Additional context Willing to help solve/test for this issue.

itsxallwater commented 5 years ago

Hey @andrewcole50! Thanks for the great write up.

I've tested your scenario against the jBASE definitions that are being prepared in another ticket so this is not a like-for-like, but I am mentioning because I think it will help further the conversation. I also expanded the scenario to include some same-line comments after semi-colons and to include ! comments.

image

Here's the code in text form if you would like to copy/paste:

    * Multiplication
    i = 10
    i = i * 7
    i = i * 7 ;* Comment after semi-colon
    i = i * 7 ;! Comment after semi-colon    
* Line Comment
! Line Comment
    * Line Comment with Preceding white Space
    ! Line Comment with Preceding white Space
    *
    !
100 * Numerical label followed by Comment
100 ! Numerical label followed by Comment
A.Label: * Text label followed by comment
A.Label: ! Text label followed by comment

So, what does it all mean? Definitively, the regex could be improved upon as you've noted. Secondly, as this grows we'll want to pay attention to the syntax files for other language variants but that's noted just as a thing to keep in mind. All of that said, I'd love for you to take a stab at the change and test, so I'm going to post some instructions on cloning the repo through running it in debug mode wherein you can attempt to change and test these sorts of things.
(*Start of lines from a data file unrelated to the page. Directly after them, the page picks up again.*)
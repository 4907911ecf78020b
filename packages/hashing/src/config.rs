//! Compute configuration

use crate::{HashError, Result};
use serde::{Deserialize, Serialize};
use tracing::warn;

/// Environment variable overriding the read chunk size
pub const CHUNK_SIZE_ENV: &str = "HASHGATE_CHUNK_SIZE";

/// Settings for streaming computation
#[derive(Clone, Debug, PartialEq, Eq, Serialize, Deserialize)]
pub struct ComputeConfig {
    /// Bytes read from the input per chunk. Any positive value produces the
    /// same digest; it only bounds memory.
    #[serde(default = "default_chunk_size")]
    pub chunk_size: usize,
}

fn default_chunk_size() -> usize {
    256
}

impl Default for ComputeConfig {
    fn default() -> Self {
        Self {
            chunk_size: default_chunk_size(),
        }
    }
}

impl ComputeConfig {
    /// Small reads, matching the provider's native buffer
    #[must_use]
    pub fn small() -> Self {
        Self::default()
    }

    /// 64 KiB reads for large files
    #[must_use]
    pub fn large() -> Self {
        Self {
            chunk_size: 64 * 1024,
        }
    }

    /// Set the chunk size
    #[must_use]
    pub fn with_chunk_size(mut self, chunk_size: usize) -> Self {
        self.chunk_size = chunk_size;
        self
    }

    /// Check the settings
    ///
    /// # Errors
    ///
    /// Returns [`HashError::InvalidParameters`] if the chunk size is zero.
    pub fn validate(&self) -> Result<()> {
        if self.chunk_size == 0 {
            return Err(HashError::invalid_parameters("chunk size must be positive"));
        }
        Ok(())
    }

    /// Defaults, with the chunk size taken from `HASHGATE_CHUNK_SIZE` if set
    ///
    /// Unparsable or zero values are ignored with a warning.
    #[must_use]
    pub fn from_env() -> Self {
        Self::from_env_value(std::env::var(CHUNK_SIZE_ENV).ok().as_deref())
    }

    fn from_env_value(value: Option<&str>) -> Self {
        let Some(value) = value else {
            return Self::default();
        };
        match value.trim().parse::<usize>() {
            Ok(chunk_size) if chunk_size > 0 => Self { chunk_size },
            _ => {
                warn!(
                    variable = CHUNK_SIZE_ENV,
                    value, "ignoring invalid chunk size"
                );
                Self::default()
            }
        }
    }
}
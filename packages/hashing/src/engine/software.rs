//! In-process digests

use super::HashEngine;
use crate::registry::Algorithm;
use crate::{HashError, Result};
use digest::Digest;
use md5::Md5;
use sha2::{Sha256, Sha384, Sha512};

/// Internal hasher state for the software algorithms
enum HasherState {
    Md5(Md5),
    Sha256(Sha256),
    Sha384(Sha384),
    Sha512(Sha512),
}

/// Hash engine computing a digest without a provider
pub struct SoftwareEngine {
    algorithm: Algorithm,
    hasher_state: Option<HasherState>,
}

impl SoftwareEngine {
    /// Create an engine for a software algorithm
    ///
    /// # Errors
    ///
    /// Returns [`HashError::InvalidParameters`] for provider-backed algorithms.
    pub fn new(algorithm: Algorithm) -> Result<Self> {
        let hasher_state = match algorithm {
            Algorithm::Md5 => HasherState::Md5(Md5::new()),
            Algorithm::Sha256 => HasherState::Sha256(Sha256::new()),
            Algorithm::Sha384 => HasherState::Sha384(Sha384::new()),
            Algorithm::Sha512 => HasherState::Sha512(Sha512::new()),
            Algorithm::Gost3411 | Algorithm::Gost3411_2012_256 | Algorithm::Gost3411_2012_512 => {
                return Err(HashError::invalid_parameters(format!(
                    "{algorithm} needs a provider context"
                )));
            }
        };

        Ok(Self {
            algorithm,
            hasher_state: Some(hasher_state),
        })
    }
}

impl HashEngine for SoftwareEngine {
    fn algorithm(&self) -> Algorithm {
        self.algorithm
    }

    fn accumulate(&mut self, chunk: &[u8]) -> Result<()> {
        match self.hasher_state.as_mut() {
            Some(HasherState::Md5(hasher)) => hasher.update(chunk),
            Some(HasherState::Sha256(hasher)) => hasher.update(chunk),
            Some(HasherState::Sha384(hasher)) => hasher.update(chunk),
            Some(HasherState::Sha512(hasher)) => hasher.update(chunk),
            None => return Err(HashError::AlreadyFinalized),
        }
        Ok(())
    }

    fn finalize(&mut self) -> Result<Vec<u8>> {
        let digest = match self.hasher_state.take() {
            Some(HasherState::Md5(hasher)) => hasher.finalize().to_vec(),
            Some(HasherState::Sha256(hasher)) => hasher.finalize().to_vec(),
            Some(HasherState::Sha384(hasher)) => hasher.finalize().to_vec(),
            Some(HasherState::Sha512(hasher)) => hasher.finalize().to_vec(),
            None => return Err(HashError::AlreadyFinalized),
        };
        Ok(digest)
    }

    fn release(&mut self) -> Result<()> {
        self.hasher_state = None;
        Ok(())
    }
}
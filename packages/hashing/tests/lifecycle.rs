//! Resource lifecycle of hash methods against the emulated provider

use hashgate_common::Logging;
use hashgate_csp::constants::codes;
use hashgate_csp::{EmulatedCsp, Gateway, NativeCall};
use hashgate_hashing::{
    Algorithm, CallCategory, Classify, ComputeConfig, ComputeState, HashError, HashMethodFactory,
    ProviderFamily,
};
use std::io::Cursor;
use std::sync::Arc;

fn factory() -> (Arc<EmulatedCsp>, HashMethodFactory) {
    Logging::init_test();
    let csp = Arc::new(EmulatedCsp::with_journal());
    let factory = HashMethodFactory::new(Gateway::new(csp.clone()));
    (csp, factory)
}

fn calls(csp: &EmulatedCsp) -> Vec<NativeCall> {
    csp.journal().iter().map(|entry| entry.call).collect()
}

#[test]
fn backend_method_releases_engine_then_context() {
    let (csp, factory) = factory();
    let mut method = factory.create(Algorithm::Gost3411_2012_512).expect("create");
    assert_eq!(csp.live_contexts(), 1);
    assert_eq!(csp.live_hashes(), 1);

    let digest = method
        .compute(&mut Cursor::new(vec![7u8; 1000]))
        .expect("compute");
    assert_eq!(digest.len(), 64);
    // computing never releases
    assert_eq!(csp.live_hashes(), 1);

    method.release().expect("release");
    assert_eq!(csp.live_contexts(), 0);
    assert_eq!(csp.live_hashes(), 0);

    let journal = calls(&csp);
    let tail = &journal[journal.len() - 2..];
    assert_eq!(tail, [NativeCall::DestroyHash, NativeCall::ReleaseContext]);
}

#[test]
fn release_is_idempotent() {
    let (csp, factory) = factory();
    let mut method = factory.create(Algorithm::Gost3411).expect("create");
    method.release().expect("first release");
    method.release().expect("second release");
    drop(method);

    assert_eq!(csp.count(NativeCall::DestroyHash), 1);
    assert_eq!(csp.count(NativeCall::ReleaseContext), 1);
}

#[test]
fn drop_releases_unreleased_methods() {
    let (csp, factory) = factory();
    {
        let mut method = factory.create(Algorithm::Gost3411_2012_256).expect("create");
        method.update(b"Hello ").expect("update");
        method.update(b"world").expect("update");
        assert_eq!(method.state(), ComputeState::Accumulating);
        let digest = method.finish().expect("finish");
        assert_eq!(
            digest.to_hex(),
            "6960df2aa2b21015836a81446662b55e4c11c8f5289ea8ac9ed01cb172975dbf"
        );
    }
    assert_eq!(csp.live_contexts(), 0);
    assert_eq!(csp.live_hashes(), 0);
}

#[test]
fn unknown_algorithm_acquires_nothing() {
    let (csp, factory) = factory();
    let error = factory.create_by_name("WHIRLPOOL").expect_err("unsupported");
    assert!(matches!(error, HashError::UnknownAlgorithm(_)));
    assert!(error.kind().is_recoverable());
    assert!(csp.journal().is_empty());
}

#[test]
fn software_algorithms_never_touch_the_provider() {
    let (csp, factory) = factory();
    for name in ["MD5", "sha256", "SHA-384", "sha-512"] {
        let mut method = factory.create_by_name(name).expect("create");
        method.compute(&mut Cursor::new(b"abc")).expect("compute");
        method.release().expect("release");
    }
    assert!(csp.journal().is_empty());
}

#[test]
fn failed_engine_creation_releases_the_context() {
    let (csp, factory) = factory();
    csp.fail_next(NativeCall::CreateHash, codes::NTE_NO_MEMORY);

    let error = factory.create(Algorithm::Gost3411_2012_512).expect_err("injected");
    let backend = error.backend().expect("backend error");
    assert_eq!(backend.category(), CallCategory::EngineCreation);
    assert_eq!(backend.status(), codes::NTE_NO_MEMORY);
    assert!(error.kind().is_recoverable());

    assert_eq!(
        calls(&csp),
        vec![
            NativeCall::AcquireContext,
            NativeCall::CreateHash,
            NativeCall::ReleaseContext,
        ]
    );
    assert_eq!(csp.live_contexts(), 0);
}

#[test]
fn failed_acquisition_leaks_nothing() {
    let (csp, factory) = factory();
    csp.fail_next(NativeCall::AcquireContext, codes::NTE_KEYSET_NOT_DEF);

    let error = factory.create(Algorithm::Gost3411).expect_err("injected");
    assert_eq!(
        error.backend().map(|e| e.category()),
        Some(CallCategory::ContextAcquisition)
    );
    assert_eq!(calls(&csp), vec![NativeCall::AcquireContext]);
}

#[test]
fn accumulation_failure_poisons_but_still_releases() {
    let (csp, factory) = factory();
    let mut method = factory.create(Algorithm::Gost3411_2012_256).expect("create");
    csp.fail_next(NativeCall::HashData, codes::NTE_FAIL);

    let error = method
        .compute(&mut Cursor::new(b"Hello world"))
        .expect_err("injected");
    assert_eq!(error.kind(), hashgate_hashing::ErrorKind::Terminal);
    assert_eq!(method.state(), ComputeState::Poisoned);
    assert!(matches!(method.finish(), Err(HashError::EngineUnusable)));

    method.release().expect("release");
    assert_eq!(csp.live_contexts(), 0);
    assert_eq!(csp.live_hashes(), 0);
}

#[test]
fn failed_release_is_fatal_and_reported_once() {
    let (csp, factory) = factory();
    let mut method = factory.create(Algorithm::Gost3411).expect("create");
    csp.fail_next(NativeCall::DestroyHash, codes::ERROR_BUSY);

    let error = method.release().expect_err("injected");
    assert!(error.is_fatal());
    assert_eq!(
        error.backend().map(|e| e.category()),
        Some(CallCategory::EngineRelease)
    );
    // the context is left alone once the engine could not be destroyed
    assert_eq!(csp.count(NativeCall::ReleaseContext), 0);

    method.release().expect("already attempted");
    drop(method);
}

#[test]
fn fatal_release_in_drop_panics() {
    let (csp, factory) = factory();
    let method = factory.create(Algorithm::Gost3411).expect("create");
    csp.fail_next(NativeCall::ReleaseContext, codes::NTE_BAD_UID);

    let outcome = std::panic::catch_unwind(std::panic::AssertUnwindSafe(move || drop(method)));
    assert!(outcome.is_err());
}

#[test]
fn digest_helper_releases_on_read_error() {
    struct Broken;
    impl std::io::Read for Broken {
        fn read(&mut self, _buf: &mut [u8]) -> std::io::Result<usize> {
            Err(std::io::Error::other("unplugged"))
        }
    }

    let (csp, factory) = factory();
    let error = factory
        .digest_reader(Algorithm::Gost3411_2012_512, &mut Broken)
        .expect_err("read fails");
    assert!(matches!(error, HashError::Io(_)));
    assert_eq!(csp.live_contexts(), 0);
    assert_eq!(csp.live_hashes(), 0);
}

#[test]
fn session_serves_several_methods_and_releases_last() {
    let (csp, factory) = factory();
    let factory = factory
        .with_config(ComputeConfig::default().with_chunk_size(3))
        .expect("config");
    let mut session = factory
        .open_session(ProviderFamily::Gost2012_512)
        .expect("session");

    let short = session
        .digest_bytes(Algorithm::Gost3411_2012_256, b"Hello world")
        .expect("256");
    let long = session
        .digest_bytes(Algorithm::Gost3411_2012_512, b"Hello world")
        .expect("512");
    assert_eq!(short.len(), 32);
    assert_eq!(long.len(), 64);
    assert_eq!(csp.count(NativeCall::AcquireContext), 1);

    let mut held = session.create(Algorithm::Gost3411).expect("create");
    session.release().expect("session release");
    // the held method keeps the context open
    assert_eq!(csp.live_contexts(), 1);

    held.compute(&mut Cursor::new(b"Hello world")).expect("compute");
    held.release().expect("release");
    // releasing the last holder releases the context, not dropping it
    assert_eq!(csp.live_contexts(), 0);
    drop(held);
    assert_eq!(csp.count(NativeCall::ReleaseContext), 1);
}

#[test]
fn sessions_serve_the_algorithms_of_their_family() {
    let (csp, factory) = factory();

    let mut legacy = factory
        .open_session(ProviderFamily::Gost2001Dh)
        .expect("PROV_GOST_2001_DH session");
    let digest = legacy
        .digest_bytes(Algorithm::Gost3411, b"Hello world")
        .expect("GOST3411 on PROV_GOST_2001_DH");
    assert_eq!(
        digest.to_hex(),
        "83b95631f380a2af583915f565a28055e348df1b9ffa7b246f4cbdae5ee63a73"
    );
    let error = legacy
        .create(Algorithm::Gost3411_2012_256)
        .expect_err("2012 digests need a newer family");
    assert_eq!(error.backend().map(|e| e.status()), Some(codes::NTE_BAD_ALGID));
    assert!(error.kind().is_recoverable());
    legacy.release().expect("release");

    let mut short = factory
        .open_session(ProviderFamily::Gost2012_256)
        .expect("PROV_GOST_2012_256 session");
    let digest = short
        .digest_bytes(Algorithm::Gost3411_2012_256, b"Hello world")
        .expect("GOST3411-2012-256 on PROV_GOST_2012_256");
    assert_eq!(
        digest.to_hex(),
        "6960df2aa2b21015836a81446662b55e4c11c8f5289ea8ac9ed01cb172975dbf"
    );
    assert!(short.digest_bytes(Algorithm::Gost3411, b"").is_ok());
    assert!(short.create(Algorithm::Gost3411_2012_512).is_err());
    short.release().expect("release");

    assert_eq!(csp.live_contexts(), 0);
    assert_eq!(csp.live_hashes(), 0);
}

#[test]
fn release_failure_outranks_read_failure() {
    struct Broken;
    impl std::io::Read for Broken {
        fn read(&mut self, _buf: &mut [u8]) -> std::io::Result<usize> {
            Err(std::io::Error::other("unplugged"))
        }
    }

    let (csp, factory) = factory();
    csp.fail_next(NativeCall::ReleaseContext, codes::NTE_BAD_UID);
    let error = factory
        .digest_reader(Algorithm::Gost3411, &mut Broken)
        .expect_err("both fail");
    assert!(error.is_fatal());
    assert_eq!(
        error.backend().map(|e| e.category()),
        Some(CallCategory::ContextRelease)
    );
}

#[test]
fn default_provider_keeps_no_call_history() {
    let csp = Arc::new(EmulatedCsp::new());
    let factory = HashMethodFactory::new(Gateway::new(csp.clone()));
    let data = vec![0x42u8; 256 * 1024];
    for _ in 0..4 {
        factory
            .digest_reader(Algorithm::Gost3411_2012_256, &mut Cursor::new(&data))
            .expect("digest");
    }

    assert!(csp.journal().is_empty());
    assert_eq!(csp.count(NativeCall::HashData), 4 * 1024);
    assert_eq!(csp.live_contexts(), 0);
}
  1. git clone https://github.com/mvextensions/mvbasic.git
  2. Open that new local folder in VS Code
  3. Go to the Terminal menu and select New Terminal
  4. At the command prompt, type npm install and press enter
  5. When that finishes, type npm run compile and press enter

At this point, you've now cloned, installed and compiled the extension locally. To debug, it's easiest to grab debug.zip and add its two files, launch.json and tasks.json to your .vscode folder. Then, when you press F5 to debug or go to the Debug menu and select Start Debugging you'll notice that debugs a profile called "Launch Client". That will build and launch a new version of VS Code with the extension compiled and loaded in. You'll then want to go back to the parent VS Code instance and change the debug drop down from "Launch Client" to "Attach to Server" and press F5 again (or Start Debugging again). That will connect a debugger to the language server as well. Then you'll be able to debug activity in the new VS Code instance back inside the parent instance, for any client-facing activity or any language server-facing activity.

andrewcole50 commented 5 years ago

So I think I've got this debugging working, however none of the syntax highlighting is working. Where are those settings at so I can test the comments?

itsxallwater commented 5 years ago

Are you modifying the existing MvLanguage.json and mvon.tmLanguage.json files or did you introduce new ones? If new, you'll want to search out and replace the references to both of those files with yours. The former is set in server/src/server.ts, the latter is set in the package.json files.

If you haven't done so since making your mods, you'll want to take care to run npm run compile again.

andrewcole50 commented 5 years ago

I've got it now. Do you need to assign the bug to me in order for me to perform a push? Here's the results of my modifications: comments-fixed

andrewcole50 commented 5 years ago

I'm not sure assigning really did anything. I think I submitted my changes...I'm still rather new to git...

itsxallwater commented 5 years ago

Yep sorry, just got off a call with the team. As an external contributor to this what you'll want to do is fork the repository into your account, so you'll end up with something https://github.com/andrewcole50/mvbasic. You would clone that to your dev machine, make your changes, commit and push them back up to your repo, then come here and create a Pull Request. When you do that, you can choose the option to do a Pull Request from a fork in order to select your version.

It essentially has to do with repo security and access. Check out https://help.github.com/en/articles/creating-a-pull-request-from-a-fork from the GitHub folks it's a pretty good write up. If the steps sound confusing, trust me, it's easier than it sounds/looks.

itsxallwater commented 5 years ago

Note: Resolved by PR #25

itsxallwater commented 5 years ago

PR accepted and merged, thanks @andrewcole50!